Make this protein packed lunch bowl using quinoa, fresh avocado, and perfectly cooked eggs. It is a quick, nutritious grain bowl for any meal.
Author:ariathompson
Prep Time:10 min
Cook Time:20 min
Total Time:30 min
Yield:2 servings 1x
Category:Lunch
Method:Stovetop
Cuisine:American
Diet:Vegetarian
Ingredients
Scale
1 cup dry quinoa
2 cups water or vegetable broth
2 large eggs
1 ripe avocado, diced
1 tablespoon fresh lemon juice
1 teaspoon tahini
1 teaspoon olive oil
1/2 teaspoon Dijon mustard
Pinch of salt
Pinch of black pepper
Optional: 1/4 cup chopped cilantro or green onion for garnish
Instructions
Rinse the quinoa under cold water using a fine-mesh sieve.
Combine the rinsed quinoa and water or broth in a small saucepan. Bring to a boil, then reduce heat to low, cover, and simmer for 15 minutes, or until all liquid is absorbed. Remove from heat and let stand, covered, for 5 minutes. Fluff with a fork.

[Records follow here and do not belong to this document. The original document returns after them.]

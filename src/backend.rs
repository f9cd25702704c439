// Copyright (C) 2022-2025 Michael Herstine <sp1ff@pobox.com>
//
// This file is part of tracing-monitor.
//
// tracing-monitor is free software: you can redistribute it and/or modify it under the terms of the
// GNU General Public License as published by the Free Software Foundation, either version 3 of the
// License, or (at your option) any later version.
//
// mpdpopm is distributed in the hope that it will be useful, but WITHOUT ANY WARRANTY; without even
// the implied warranty of MERCHANTABILITY or FITNESS FOR A PARTICULAR PURPOSE.  See the GNU General
// Public License for more details.
//
// You should have received a copy of the GNU General Public License along with mpdpopm.  If not,
// see <http://www.gnu.org/licenses/>.

//! The monitoring backend's write contract, & two implementations of it.
//!
//! A [`Backend`] is whatever durably records [`EnrichedRecord`]s. The [`Sink`] only ever calls
//! [`Backend::write`] with [`WriteMode::Queued`]: persistence is the backend's business & must
//! not hold up the thread that logged.
//!
//! [`MemoryBackend`] just collects records; it's useful in tests. [`QueuedBackend`] hands each
//! record to a worker thread which formats it with a [`RecordFormatter`] & ships it to an agent
//! over a [`Transport`].
//!
//! [`Sink`]: crate::emitter::Sink

use crate::callsite::CallSite;
use crate::config::SessionConfig;
use crate::error::{Error, Result};
use crate::event::ExceptionInfo;
use crate::formatter::{Payload, RecordFormatter};
use crate::level::Severity;
use crate::transport::Transport;

use backtrace::Backtrace;
use chrono::prelude::*;
use serde::Serialize;

use std::sync::{
    atomic::{AtomicBool, AtomicU64, AtomicUsize, Ordering},
    mpsc, Arc, Mutex, MutexGuard,
};
use std::thread::JoinHandle;

/// The source system named on every record this crate produces
pub const SOURCE_SYSTEM: &str = "tracing";

/// How long [`Backend::write`] may take
#[derive(Copy, Clone, Debug, PartialEq, Eq)]
pub enum WriteMode {
    /// Return as soon as the record is queued
    Queued,
    /// Return once the record has been handed off to the agent
    WaitForCommit,
}

/// Everything the backend records about one event
#[derive(Clone, Debug, Serialize)]
pub struct EnrichedRecord {
    pub timestamp: DateTime<Utc>,
    pub severity: Severity,
    pub source_system: &'static str,
    pub category: String,
    pub call_site: Option<CallSite>,
    /// Left to the backend to infer
    pub user_name: Option<String>,
    pub exception: Option<ExceptionInfo>,
    pub detail: Option<String>,
    pub message: String,
}

/// The backend write contract.
///
/// Implementations must be callable from any thread.
pub trait Backend: Send + Sync {
    fn write(&self, mode: WriteMode, record: EnrichedRecord) -> Result<()>;
    fn start_session(&self, _config: &SessionConfig) -> Result<()> {
        Ok(())
    }
    fn end_session(&self) -> Result<()> {
        Ok(())
    }
}

impl<B: Backend + ?Sized> Backend for Arc<B> {
    fn write(&self, mode: WriteMode, record: EnrichedRecord) -> Result<()> {
        (**self).write(mode, record)
    }
    fn start_session(&self, config: &SessionConfig) -> Result<()> {
        (**self).start_session(config)
    }
    fn end_session(&self) -> Result<()> {
        (**self).end_session()
    }
}

// A panic elsewhere doesn't make a list of records any less valid
fn lock<T>(mutex: &Mutex<T>) -> MutexGuard<'_, T> {
    mutex.lock().unwrap_or_else(|poisoned| poisoned.into_inner())
}

////////////////////////////////////////////////////////////////////////////////////////////////////
//                                         MemoryBackend                                          //
////////////////////////////////////////////////////////////////////////////////////////////////////

/// A [`Backend`] that keeps everything in memory
#[derive(Debug, Default)]
pub struct MemoryBackend {
    records: Mutex<Vec<EnrichedRecord>>,
    sessions: Mutex<Vec<SessionConfig>>,
    ended: AtomicUsize,
}

impl MemoryBackend {
    pub fn new() -> MemoryBackend {
        MemoryBackend::default()
    }
    /// A copy of every record written so far
    pub fn records(&self) -> Vec<EnrichedRecord> {
        lock(&self.records).clone()
    }
    /// Remove & return every record written so far
    pub fn take(&self) -> Vec<EnrichedRecord> {
        std::mem::take(&mut *lock(&self.records))
    }
    pub fn len(&self) -> usize {
        lock(&self.records).len()
    }
    pub fn is_empty(&self) -> bool {
        self.len() == 0
    }
    /// The configuration of each session started, in order
    pub fn sessions_started(&self) -> Vec<SessionConfig> {
        lock(&self.sessions).clone()
    }
    pub fn sessions_ended(&self) -> usize {
        self.ended.load(Ordering::SeqCst)
    }
}

impl Backend for MemoryBackend {
    fn write(&self, _mode: WriteMode, record: EnrichedRecord) -> Result<()> {
        lock(&self.records).push(record);
        Ok(())
    }
    fn start_session(&self, config: &SessionConfig) -> Result<()> {
        lock(&self.sessions).push(config.clone());
        Ok(())
    }
    fn end_session(&self) -> Result<()> {
        self.ended.fetch_add(1, Ordering::SeqCst);
        Ok(())
    }
}

////////////////////////////////////////////////////////////////////////////////////////////////////
//                                         QueuedBackend                                          //
////////////////////////////////////////////////////////////////////////////////////////////////////

enum Command {
    Start(SessionConfig),
    Write(EnrichedRecord),
    Commit(mpsc::SyncSender<()>),
    End,
}

fn send_payload<F, T>(formatter: &F, transport: &T, payload: Payload<'_>) -> bool
where
    F: RecordFormatter,
    T: Transport<F>,
{
    formatter
        .format(payload)
        .ok()
        .map_or(false, |buf| transport.send(buf).is_ok())
}

// Nothing in here may log: we'd be feeding the very queue we're draining.
fn drain<F, T>(formatter: F, transport: T, commands: mpsc::Receiver<Command>, failed: Arc<AtomicU64>)
where
    F: RecordFormatter,
    T: Transport<F>,
{
    for command in commands {
        let sent = match command {
            Command::Start(config) => {
                send_payload(&formatter, &transport, Payload::SessionStarted(&config))
            }
            Command::Write(record) => {
                send_payload(&formatter, &transport, Payload::Record(&record))
            }
            Command::End => send_payload(&formatter, &transport, Payload::SessionEnded),
            Command::Commit(ack) => {
                // The committer may have given up on us; that's fine.
                let _ = ack.send(());
                true
            }
        };
        if !sent {
            failed.fetch_add(1, Ordering::Relaxed);
        }
    }
}

/// A [`Backend`] that writes from a dedicated thread.
///
/// Records are formatted with `F` & sent over `T` in the order in which they were queued. The
/// worker runs until the session is ended or the backend dropped, either of which drains the
/// queue first. There is at most one session per backend.
pub struct QueuedBackend<F, T> {
    sender: Mutex<Option<mpsc::Sender<Command>>>,
    worker: Mutex<Option<JoinHandle<()>>>,
    failed: Arc<AtomicU64>,
    in_session: AtomicBool,
    phantom: std::marker::PhantomData<fn(F, T)>,
}

impl<F, T> QueuedBackend<F, T>
where
    F: RecordFormatter + Send + 'static,
    T: Transport<F> + Send + 'static,
{
    pub fn new(formatter: F, transport: T) -> Result<QueuedBackend<F, T>> {
        let (sender, receiver) = mpsc::channel();
        let failed = Arc::new(AtomicU64::new(0));
        let counter = failed.clone();
        let worker = std::thread::Builder::new()
            .name("tracing-monitor-writer".to_string())
            .spawn(move || drain(formatter, transport, receiver, counter))
            .map_err(|err| Error::Transport {
                source: Box::new(err),
                back: Backtrace::new(),
            })?;
        tracing::debug!("spawned record writer thread");
        Ok(QueuedBackend {
            sender: Mutex::new(Some(sender)),
            worker: Mutex::new(Some(worker)),
            failed,
            in_session: AtomicBool::new(false),
            phantom: std::marker::PhantomData,
        })
    }
}

impl<F, T> QueuedBackend<F, T> {
    /// The number of payloads that couldn't be formatted or sent
    pub fn failed(&self) -> u64 {
        self.failed.load(Ordering::Relaxed)
    }
    fn submit(&self, command: Command) -> Result<()> {
        lock(&self.sender)
            .as_ref()
            .ok_or_else(|| Error::QueueClosed {
                back: Backtrace::new(),
            })?
            .send(command)
            .map_err(|_| Error::QueueClosed {
                back: Backtrace::new(),
            })
    }
    /// Close the queue & wait for the worker to drain it
    fn shutdown(&self) {
        drop(lock(&self.sender).take());
        if let Some(worker) = lock(&self.worker).take() {
            // A worker panic has already cost us the records; there's no one to tell.
            let _ = worker.join();
        }
    }
}

impl<F, T> Backend for QueuedBackend<F, T> {
    fn write(&self, mode: WriteMode, record: EnrichedRecord) -> Result<()> {
        self.submit(Command::Write(record))?;
        if mode == WriteMode::WaitForCommit {
            let (ack, committed) = mpsc::sync_channel(1);
            self.submit(Command::Commit(ack))?;
            committed.recv().map_err(|_| Error::QueueClosed {
                back: Backtrace::new(),
            })?;
        }
        Ok(())
    }
    fn start_session(&self, config: &SessionConfig) -> Result<()> {
        if self.in_session.swap(true, Ordering::AcqRel) {
            return Err(Error::Session {
                reason: "a session is already in progress".to_string(),
                back: Backtrace::new(),
            });
        }
        if let Err(err) = self.submit(Command::Start(config.clone())) {
            self.in_session.store(false, Ordering::Release);
            return Err(err);
        }
        tracing::debug!(
            product = config.product.as_deref().unwrap_or("-"),
            application = config.application.as_deref().unwrap_or("-"),
            "monitoring session started"
        );
        Ok(())
    }
    fn end_session(&self) -> Result<()> {
        if !self.in_session.swap(false, Ordering::AcqRel) {
            return Err(Error::Session {
                reason: "no session is in progress".to_string(),
                back: Backtrace::new(),
            });
        }
        self.submit(Command::End)?;
        self.shutdown();
        Ok(())
    }
}

impl<F, T> Drop for QueuedBackend<F, T> {
    fn drop(&mut self) {
        self.shutdown();
    }
}
// Copyright (C) 2022-2025 Michael Herstine <sp1ff@pobox.com>
//
// This file is part of tracing-monitor.
//
// tracing-monitor is free software: you can redistribute it and/or modify it under the terms of the
// GNU General Public License as published by the Free Software Foundation, either version 3 of the
// License, or (at your option) any later version.
//
// mpdpopm is distributed in the hope that it will be useful, but WITHOUT ANY WARRANTY; without even
// the implied warranty of MERCHANTABILITY or FITNESS FOR A PARTICULAR PURPOSE.  See the GNU General
// Public License for more details.
//
// You should have received a copy of the GNU General Public License along with mpdpopm.  If not,
// see <http://www.gnu.org/licenses/>.

//! Picking the frame to blame.
//!
//! # The Walk
//!
//! Frames are visited innermost first. Each classified frame drives one transition of a small
//! state machine:
//!
//! ```text
//!                 System            Candidate (or trusted AdapterInternal)
//!   Scanning ───────────────▶ FoundSystem ───────────────────────────────▶ Selected
//!      │                                                                      ▲
//!      └──────────────── Candidate (or trusted AdapterInternal) ──────────────┘
//!
//!   Scanning/FoundSystem ── 200 frames inspected, or a frame can't be read ──▶ Exhausted
//! ```
//!
//! An untrusted AdapterInternal frame never changes the state. When the walk ends anywhere
//! other than `Selected`, we fall back to the first System frame seen, then to the first frame
//! of all, then to nothing.
//!
//! # Trusting the Skip Count
//!
//! Callers normally can't know how many of the frames nearest the capture point are ours (the
//! optimizer sees to that), so AdapterInternal frames are skipped by name. When the event was
//! raised by this crate itself, though, those frames *are* the source & the caller says so by
//! passing `trust_skip_frames`.

use super::{
    capture, classify::FrameClass, CallSite, FrameClassifier, FrameFault, FrameRules,
    StackFrameInfo,
};
use crate::event::ExceptionInfo;

/// No stack is plausibly this deep without containing the caller
pub const MAX_FRAMES: usize = 200;

/// How the attributed frame was chosen
#[derive(Copy, Clone, Debug, PartialEq, Eq)]
pub enum Attribution {
    /// A frame passed the classification rules
    Selected,
    /// No frame passed; this is the first System frame seen
    FirstSystemFrame,
    /// No frame passed & there were no System frames; this is the first frame of all
    FirstFrame,
}

/// Why no call site could be produced
#[derive(Copy, Clone, Debug, PartialEq, Eq)]
pub enum Unresolved {
    /// There were no frames to inspect
    NoFrames,
    /// The frame we fell back to has no function name
    NoMethod { frame: usize },
}

/// Why the walk stopped
#[derive(Copy, Clone, Debug, PartialEq, Eq)]
pub enum StopReason {
    Selected,
    /// We ran out of frames
    EndOfStack,
    /// We inspected [`MAX_FRAMES`] frames without making a selection
    FrameLimit,
    /// A frame couldn't be read
    Fault(FrameFault),
}

/// The outcome of a walk
#[derive(Clone, Debug, PartialEq, Eq)]
pub enum Resolution {
    Resolved {
        call_site: CallSite,
        /// Offset of the chosen frame in the (post-skip) sequence
        frame: usize,
        attribution: Attribution,
        stopped: StopReason,
    },
    Unresolved {
        reason: Unresolved,
        stopped: StopReason,
    },
}

impl Resolution {
    pub fn call_site(&self) -> Option<&CallSite> {
        match self {
            Resolution::Resolved { call_site, .. } => Some(call_site),
            Resolution::Unresolved { .. } => None,
        }
    }
    pub fn into_call_site(self) -> Option<CallSite> {
        match self {
            Resolution::Resolved { call_site, .. } => Some(call_site),
            Resolution::Unresolved { .. } => None,
        }
    }
    pub fn stopped(&self) -> StopReason {
        match self {
            Resolution::Resolved { stopped, .. } | Resolution::Unresolved { stopped, .. } => {
                *stopped
            }
        }
    }
}

#[derive(Copy, Clone, Debug, PartialEq, Eq)]
enum WalkState {
    Scanning,
    FoundSystem { first_system: usize },
    Selected { frame: usize },
    Exhausted { first_system: Option<usize>, why: StopReason },
}

impl WalkState {
    fn first_system(&self) -> Option<usize> {
        match *self {
            WalkState::Scanning | WalkState::Selected { .. } => None,
            WalkState::FoundSystem { first_system } => Some(first_system),
            WalkState::Exhausted { first_system, .. } => first_system,
        }
    }
    fn is_terminal(&self) -> bool {
        matches!(
            self,
            WalkState::Selected { .. } | WalkState::Exhausted { .. }
        )
    }
    fn exhaust(self, why: StopReason) -> WalkState {
        if self.is_terminal() {
            self
        } else {
            WalkState::Exhausted {
                first_system: self.first_system(),
                why,
            }
        }
    }
}

/// The transition function: `state`, having classified frame `index` as `class`.
fn step(state: WalkState, index: usize, class: FrameClass, trust_skip_frames: bool) -> WalkState {
    if state.is_terminal() {
        return state;
    }
    let first_system = state.first_system();
    match class {
        FrameClass::System => WalkState::FoundSystem {
            first_system: first_system.unwrap_or(index),
        },
        FrameClass::AdapterInternal if !trust_skip_frames => state,
        FrameClass::AdapterInternal | FrameClass::Candidate => {
            // Two distinct reasons to stop here: the caller vouches for its position in the
            // stack, or we've come back out of plumbing into unknown code.
            if trust_skip_frames || first_system.is_some() {
                WalkState::Selected { frame: index }
            } else if class == FrameClass::Candidate {
                WalkState::Selected { frame: index }
            } else {
                state
            }
        }
    }
}

/// Walks frame sequences to attribute log events to their callers.
#[derive(Clone, Debug, Default)]
pub struct CallSiteResolver {
    classifier: FrameClassifier,
}

impl CallSiteResolver {
    pub fn new(rules: FrameRules) -> CallSiteResolver {
        CallSiteResolver {
            classifier: FrameClassifier::new(rules),
        }
    }
    pub fn classifier(&self) -> &FrameClassifier {
        &self.classifier
    }
    /// Attribute a sequence of frames, skipping the first `skip`.
    ///
    /// Never inspects more than [`MAX_FRAMES`] frames past `skip`, whatever `frames` holds.
    pub fn resolve<I>(&self, frames: I, skip: usize, trust_skip_frames: bool) -> Resolution
    where
        I: IntoIterator<Item = Result<StackFrameInfo, FrameFault>>,
    {
        let mut inspected: Vec<StackFrameInfo> = Vec::new();
        let mut state = WalkState::Scanning;
        let mut frames = frames.into_iter().skip(skip);
        while !state.is_terminal() {
            if inspected.len() >= MAX_FRAMES {
                state = state.exhaust(StopReason::FrameLimit);
                break;
            }
            let frame = match frames.next() {
                None => {
                    state = state.exhaust(StopReason::EndOfStack);
                    break;
                }
                Some(Err(fault)) => {
                    state = state.exhaust(StopReason::Fault(fault));
                    break;
                }
                Some(Ok(frame)) if frame.method_name.is_none() => {
                    state = state.exhaust(StopReason::Fault(FrameFault::MissingMethod));
                    break;
                }
                Some(Ok(frame)) => frame,
            };
            let class = self.classifier.classify(&frame);
            state = step(state, inspected.len(), class, trust_skip_frames);
            inspected.push(frame);
        }
        if let WalkState::Selected { frame } = state {
            let budget = MAX_FRAMES.saturating_sub(inspected.len());
            if let Some(outer) = enclosing_frame(&inspected[frame], frames.take(budget)) {
                inspected[frame].file_name = outer.file_name;
                inspected[frame].line_number = outer.line_number;
            }
        }
        finish(state, &inspected)
    }
    /// Attribute the live stack. `skip` counts frames above our caller's (zero designates the
    /// caller itself).
    pub fn resolve_live(&self, skip: usize, trust_skip_frames: bool) -> Resolution {
        self.resolve(capture::live_frames(skip + 1, MAX_FRAMES), 0, trust_skip_frames)
    }
    /// Attribute the stack recorded with an exception; there's nothing to skip, since that stack
    /// begins where the error was raised. `None` if the exception recorded no stack.
    pub fn resolve_exception(
        &self,
        exception: &ExceptionInfo,
        trust_skip_frames: bool,
    ) -> Option<Resolution> {
        exception
            .frames
            .as_ref()
            .map(|frames| self.resolve(frames.iter().cloned().map(Ok), 0, trust_skip_frames))
    }
}

/// The frame of the function enclosing `closure`, if it comes next & knows its file.
///
/// A closure's location is where its code was written; for a closure expanded from a macro (the
/// `tracing` macros among them) that's the macro's own source. The enclosing function's frame
/// holds the line in the caller.
fn enclosing_frame<I>(closure: &StackFrameInfo, rest: I) -> Option<StackFrameInfo>
where
    I: Iterator<Item = Result<StackFrameInfo, FrameFault>>,
{
    if !closure.closure {
        return None;
    }
    for frame in rest {
        match frame {
            Ok(frame)
                if frame.type_name == closure.type_name
                    && frame.method_name == closure.method_name =>
            {
                if !frame.closure {
                    return frame.file_name.is_some().then_some(frame);
                }
            }
            _ => return None,
        }
    }
    None
}

fn finish(state: WalkState, inspected: &[StackFrameInfo]) -> Resolution {
    let (chosen, stopped) = match state {
        WalkState::Selected { frame } => (
            Some((frame, Attribution::Selected)),
            StopReason::Selected,
        ),
        WalkState::Exhausted { first_system, why } => (
            first_system
                .map(|idx| (idx, Attribution::FirstSystemFrame))
                .or_else(|| {
                    if inspected.is_empty() {
                        None
                    } else {
                        Some((0, Attribution::FirstFrame))
                    }
                }),
            why,
        ),
        // `resolve()` only leaves its loop in a terminal state
        WalkState::Scanning | WalkState::FoundSystem { .. } => (None, StopReason::EndOfStack),
    };
    match chosen {
        None => Resolution::Unresolved {
            reason: Unresolved::NoFrames,
            stopped,
        },
        Some((frame, attribution)) => match CallSite::from_frame(&inspected[frame]) {
            Some(call_site) => Resolution::Resolved {
                call_site,
                frame,
                attribution,
                stopped,
            },
            None => Resolution::Unresolved {
                reason: Unresolved::NoMethod { frame },
                stopped,
            },
        },
    }
}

While the quinoa cooks, prepare your eggs. You can soft boil, hard boil, poach, or fry them according to your preference. For boiling, place eggs in a pot, cover with cold water, bring to a boil, then remove from heat, cover, and let stand for 7-10 minutes for hard-boiled. Cool immediately in ice water, peel, and slice.
Prepare the simple dressing: In a small bowl, whisk together the lemon juice, tahini, olive oil, Dijon mustard, salt, and pepper until smooth. Add a teaspoon of water if the dressing is too thick.
Assemble your avocado egg quinoa bowl. Divide the cooked quinoa between two bowls.
Top each bowl with half of the diced avocado and the sliced eggs.
Drizzle the lemon-tahini dressing evenly over the bowls.
Garnish with cilantro or green onion, if using. Serve immediately for a balanced meal prep quinoa bowl.
Notes
For meal prep quinoa bowls, cook the quinoa and eggs ahead of time. Store separately and assemble just before eating to keep the avocado fresh.
If you prefer a different flavor profile, substitute the lemon-tahini dressing with a drizzle of sriracha mayo or a splash of quality balsamic vinegar.
To boost the protein, add 1/2 cup of black beans or chickpeas to the quinoa base.